調達業務のリスクマネジメント~東日本大震災の教訓 1章(2)-2

東京の杉並区で勤務していた田代正剛は自社の問題に気づいていた。調達・購買部門は緊急時には安否や生産状況を『確認』することにしていた。ただ、それは『確認できる』ことを暗黙のうちに前提としていた。ただ、現実には確認そのものが困難だった。ただ、もっとも困ったことは、もう一つの前提として『確認した情報が正しい』とされていたことだった。一度確認して終わりではない。
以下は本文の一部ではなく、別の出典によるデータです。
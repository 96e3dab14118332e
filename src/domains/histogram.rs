//! Density-normalised histograms.
//!
//! Bins are equal-width over the observed range. Every bin is half-open
//! `[left, right)` except the last, which also includes its right edge, so
//! the maximum value is always counted. Densities are `count / (n * width)`,
//! so the bar areas sum to one.

use serde::{Deserialize, Serialize};

use super::statistics::min_max;
use crate::error::{SimError, SimResult};

/// Default number of bins.
pub const DEFAULT_HISTOGRAM_BINS: usize = 50;

/// A binned view of a set of values.
#[derive(Debug, Clone, Serialize, Deserialize)]
pub struct Histogram {
    edges: Vec<f64>,
    counts: Vec<u64>,
    densities: Vec<f64>,
}

impl Histogram {
    /// Bin `values` into `bins` equal-width bins spanning their range.
    ///
    /// If every value is identical the range becomes `[v - 0.5, v + 0.5]`.
    ///
    /// # Errors
    ///
    /// Returns `InvalidInput` if `values` is empty or holds a non-finite value,
    /// and `InvalidParameter` if `bins` is zero.
    pub fn density(values: &[f64], bins: usize) -> SimResult<Self> {
        if bins == 0 {
            return Err(SimError::invalid_parameter("bins", "must be positive, got 0"));
        }
        if values.iter().any(|v| !v.is_finite()) {
            return Err(SimError::invalid_input("histogram values must be finite"));
        }
        let (mut lo, mut hi) = min_max(values)
            .ok_or_else(|| SimError::invalid_input("cannot bin an empty sequence"))?;
        if hi <= lo {
            lo -= 0.5;
            hi += 0.5;
        }

        let width = (hi - lo) / bins as f64;
        let edges: Vec<f64> = (0..=bins)
            .map(|i| if i == bins { hi } else { lo + width * i as f64 })
            .collect();

        let mut counts = vec![0u64; bins];
        for &v in values {
            let idx = (((v - lo) / width) as usize).min(bins - 1);
            counts[idx] += 1;
        }

        let n = values.len() as f64;
        let densities = counts
            .iter()
            .zip(edges.windows(2))
            .map(|(&c, e)| c as f64 / (n * (e[1] - e[0])))
            .collect();

        Ok(Self {
            edges,
            counts,
            densities,
        })
    }

    /// Bin edges, `bins + 1` values.
    #[must_use]
    pub fn edges(&self) -> &[f64] {
        &self.edges
    }

    /// Raw counts per bin.
    #[must_use]
    pub fn counts(&self) -> &[u64] {
        &self.counts
    }

    /// Normalised density per bin.
    #[must_use]
    pub fn densities(&self) -> &[f64] {
        &self.densities
    }

    /// Number of bins.
    #[must_use]
    pub fn bins(&self) -> usize {
        self.counts.len()
    }

    /// Midpoint of each bin.
    #[must_use]
    pub fn centers(&self) -> Vec<f64> {
        self.edges.windows(2).map(|e| (e[0] + e[1]) / 2.0).collect()
    }

    /// Total number of binned values.
    #[must_use]
    pub fn total(&self) -> u64 {
        self.counts.iter().sum()
    }
}

#[cfg(test)]
#[allow(clippy::unwrap_used, clippy::expect_used)]
mod tests {
    use super::*;

    #[test]
    fn test_counts_and_edges() {
        let h = Histogram::density(&[0.0, 1.0, 2.0, 3.0, 4.0], 4).unwrap();
        assert_eq!(h.bins(), 4);
        assert_eq!(h.edges(), &[0.0, 1.0, 2.0, 3.0, 4.0]);
        // Max value falls into the last, closed bin.
        assert_eq!(h.counts(), &[1, 1, 1, 2]);
        assert_eq!(h.total(), 5);
    }

    #[test]
    fn test_density_area_is_one() {
        let values: Vec<f64> = (0..997).map(|i| (f64::from(i) * 0.37).sin() * 3.0).collect();
        let h = Histogram::density(&values, 50).unwrap();
        let area: f64 = h
            .densities()
            .iter()
            .zip(h.edges().windows(2))
            .map(|(d, e)| d * (e[1] - e[0]))
            .sum();
        assert!((area - 1.0).abs() < 1e-12);
        assert_eq!(h.total(), 997);
    }

    #[test]
    fn test_constant_values() {
        let h = Histogram::density(&[2.0; 7], 10).unwrap();
        assert_eq!(h.edges()[0], 1.5);
        assert_eq!(h.edges()[10], 2.5);
        assert_eq!(h.total(), 7);
    }

    #[test]
    fn test_centers() {
        let h = Histogram::density(&[0.0, 10.0], 2).unwrap();
        assert_eq!(h.centers(), vec![2.5, 7.5]);
    }

    #[test]
    fn test_errors() {
        assert!(matches!(
            Histogram::density(&[], 10).unwrap_err(),
            SimError::InvalidInput(_)
        ));
        assert!(matches!(
            Histogram::density(&[1.0], 0).unwrap_err(),
            SimError::InvalidParameter { .. }
        ));
        assert!(Histogram::density(&[1.0, f64::NAN], 3).is_err());
    }
}
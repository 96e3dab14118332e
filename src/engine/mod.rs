//! Core simulation engine.
//!
//! Drives one full regeneration per parameter selection:
//!
//! ```text
//! preset ─▶ generate ─▶ population ─┬─▶ resample ─▶ sample means ─▶ curve domain ─┐
//!                                   └─▶ summarize ─▶ summary stats ───────────────┴─▶ curve
//! ```
//!
//! Every run owns its outputs. Nothing is cached between runs; the only state
//! carried forward is the RNG stream.

pub mod rng;

use log::{debug, info};
use serde::{Deserialize, Serialize};

pub use rng::SimRng;

use crate::config::{
    SimConfig, MAX_SAMPLE_COUNT, MAX_SAMPLE_SIZE, MIN_SAMPLE_COUNT, MIN_SAMPLE_SIZE,
};
use crate::domains::curve::{curve, curve_domain, CurvePoints, Domain};
use crate::domains::histogram::Histogram;
use crate::domains::population::{generate, DistributionPreset, Population};
use crate::domains::resample::{resample, SampleMeans};
use crate::domains::statistics::{summarize, SummaryStats};
use crate::error::{SimError, SimResult};

/// The user's choices for one run.
#[derive(Debug, Clone, Copy, PartialEq, Eq, Serialize, Deserialize)]
pub struct RunParams {
    /// Population distribution preset.
    pub distribution: DistributionPreset,
    /// Values per sample.
    pub sample_size: usize,
    /// Number of samples.
    pub sample_count: usize,
}

impl RunParams {
    /// Create run parameters.
    #[must_use]
    pub const fn new(distribution: DistributionPreset, sample_size: usize, sample_count: usize) -> Self {
        Self {
            distribution,
            sample_size,
            sample_count,
        }
    }

    /// Check the parameters against the supported bounds.
    ///
    /// # Errors
    ///
    /// Returns `InvalidParameter` if either count is outside its bounds.
    pub fn validate(&self) -> SimResult<()> {
        if !(MIN_SAMPLE_SIZE..=MAX_SAMPLE_SIZE).contains(&self.sample_size) {
            return Err(SimError::invalid_parameter(
                "sample_size",
                format!(
                    "must be in [{MIN_SAMPLE_SIZE}, {MAX_SAMPLE_SIZE}], got {}",
                    self.sample_size
                ),
            ));
        }
        if !(MIN_SAMPLE_COUNT..=MAX_SAMPLE_COUNT).contains(&self.sample_count) {
            return Err(SimError::invalid_parameter(
                "sample_count",
                format!(
                    "must be in [{MIN_SAMPLE_COUNT}, {MAX_SAMPLE_COUNT}], got {}",
                    self.sample_count
                ),
            ));
        }
        Ok(())
    }
}

impl From<&SimConfig> for RunParams {
    fn from(config: &SimConfig) -> Self {
        Self::new(
            config.sampling.distribution,
            config.sampling.sample_size,
            config.sampling.sample_count,
        )
    }
}

/// Everything one run produces, handed to the presentation layer.
#[derive(Debug, Clone, Serialize, Deserialize)]
pub struct SimulationRun {
    /// Parameters this run was produced with.
    pub params: RunParams,
    /// The generated population.
    pub population: Population,
    /// One mean per sample.
    pub sample_means: SampleMeans,
    /// Population aggregates and standard error.
    pub summary: SummaryStats,
    /// Domain the curve was evaluated over.
    pub domain: Domain,
    /// Theoretical normal density of the sample mean.
    pub curve: CurvePoints,
    /// Density histogram of the population.
    pub population_histogram: Histogram,
    /// Density histogram of the sample means.
    pub means_histogram: Histogram,
    /// Empirical mean of the sample means.
    pub means_mean: f64,
    /// Empirical standard deviation of the sample means.
    pub means_std_dev: f64,
}

/// Pipeline driver owning the configuration and the RNG stream.
#[derive(Debug, Clone)]
pub struct CltEngine {
    config: SimConfig,
    rng: SimRng,
    runs: u64,
}

impl CltEngine {
    /// Create an engine from a configuration.
    ///
    /// The `sampling` section only supplies defaults for
    /// [`CltEngine::run_default`] and is checked there, so explicit
    /// [`RunParams`] work even if those defaults are out of range.
    ///
    /// # Errors
    ///
    /// Returns error if the population, presentation or schema settings fail
    /// validation.
    pub fn new(config: SimConfig) -> SimResult<Self> {
        config.validate_engine_settings()?;
        let rng = SimRng::new(config.reproducibility.seed);
        Ok(Self {
            config,
            rng,
            runs: 0,
        })
    }

    /// The configuration in use.
    #[must_use]
    pub const fn config(&self) -> &SimConfig {
        &self.config
    }

    /// Number of completed runs.
    #[must_use]
    pub const fn runs(&self) -> u64 {
        self.runs
    }

    /// Run with the parameters from the configuration's `sampling` section.
    ///
    /// # Errors
    ///
    /// Returns `InvalidParameter` if the configured sample size or count is
    /// out of range; otherwise see [`CltEngine::run`].
    pub fn run_default(&mut self) -> SimResult<SimulationRun> {
        let params = RunParams::from(&self.config);
        self.run(&params)
    }

    /// Regenerate everything for `params`.
    ///
    /// # Errors
    ///
    /// Returns `InvalidParameter` for out-of-range parameters. A failed run
    /// produces no partial output.
    pub fn run(&mut self, params: &RunParams) -> SimResult<SimulationRun> {
        params.validate()?;
        let presentation = &self.config.presentation;

        let spec = params.distribution.spec();
        let population = generate(&spec, self.config.population.size, &mut self.rng)?;
        debug!(
            "generated {} population of {} values",
            params.distribution,
            population.len()
        );

        let sample_means = resample(
            &population,
            params.sample_size,
            params.sample_count,
            &mut self.rng,
        )?;
        debug!(
            "resampled {} means of size {}",
            sample_means.len(),
            sample_means.sample_size()
        );

        let summary = summarize(&population, params.sample_size)?;
        debug!(
            "population mean {:.4}, std {:.4}, standard error {:.4}",
            summary.population_mean, summary.population_std_dev, summary.standard_error
        );

        let domain = curve_domain(sample_means.values(), presentation.curve_margin)?;
        let curve = curve(
            summary.population_mean,
            summary.standard_error,
            domain,
            presentation.curve_resolution,
        )?;

        let population_histogram =
            Histogram::density(population.values(), presentation.histogram_bins)?;
        let means_histogram =
            Histogram::density(sample_means.values(), presentation.histogram_bins)?;

        let (Some(means_mean), Some(means_std_dev)) = (sample_means.mean(), sample_means.std_dev())
        else {
            return Err(SimError::invalid_input("resampling produced no means"));
        };

        self.runs += 1;
        info!(
            "run {} complete: {} n={} samples={} mean={:.2} se={:.4}",
            self.runs,
            params.distribution,
            params.sample_size,
            params.sample_count,
            summary.population_mean,
            summary.standard_error
        );

        Ok(SimulationRun {
            params: *params,
            population,
            sample_means,
            summary,
            domain,
            curve,
            population_histogram,
            means_histogram,
            means_mean,
            means_std_dev,
        })
    }
}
確認した情報を覆す「新」情報が次々に押し寄せていた。

大阪で勤務していた笹賀は全サプライヤーに「①社員の被害状況②建物の被害③供給への影響」をメールで確認した。当初は「供給に問題なし」という回答が多かったものの、時間とともに被害状況が更新されていった。「最初は影響がないと思った。ただ、原材料が入るかわからない、輸送できるかわからない、停電で生産できるかわからない」。一度確認した情報が次々と古新聞になっていく。確認したはずの事実は、もう次の瞬間には事実でなくなってゆく。笹賀は朝昼晩の一日三回の確認作業が必要だった。

東京・港区で勤務していた正源司もこの混乱のなかで何を確認したらよいか迷っていた。そもそもサプライヤーに何を聞けば良いのか。ヒアリングシートがなかった。サプライヤーマップもティア構造も把握していないなか、どのように情報を集めるべきか。おそらく、現在進行中の委託業務については期間の延長が必要だろう。ただし、それは被害状況からどうやって判断すべきか。災害状況を確認することにはなっていた。しかし、それは「今」を把握することだけで、「将来」を予想できるものではない。とはいえできることは、その「今」を確認することだ。正源司は主要なサプライヤーに対して「生産拠点の被害状況」「受注済案件の納期遅延や工期遅延の発生状況」調査をお願いした。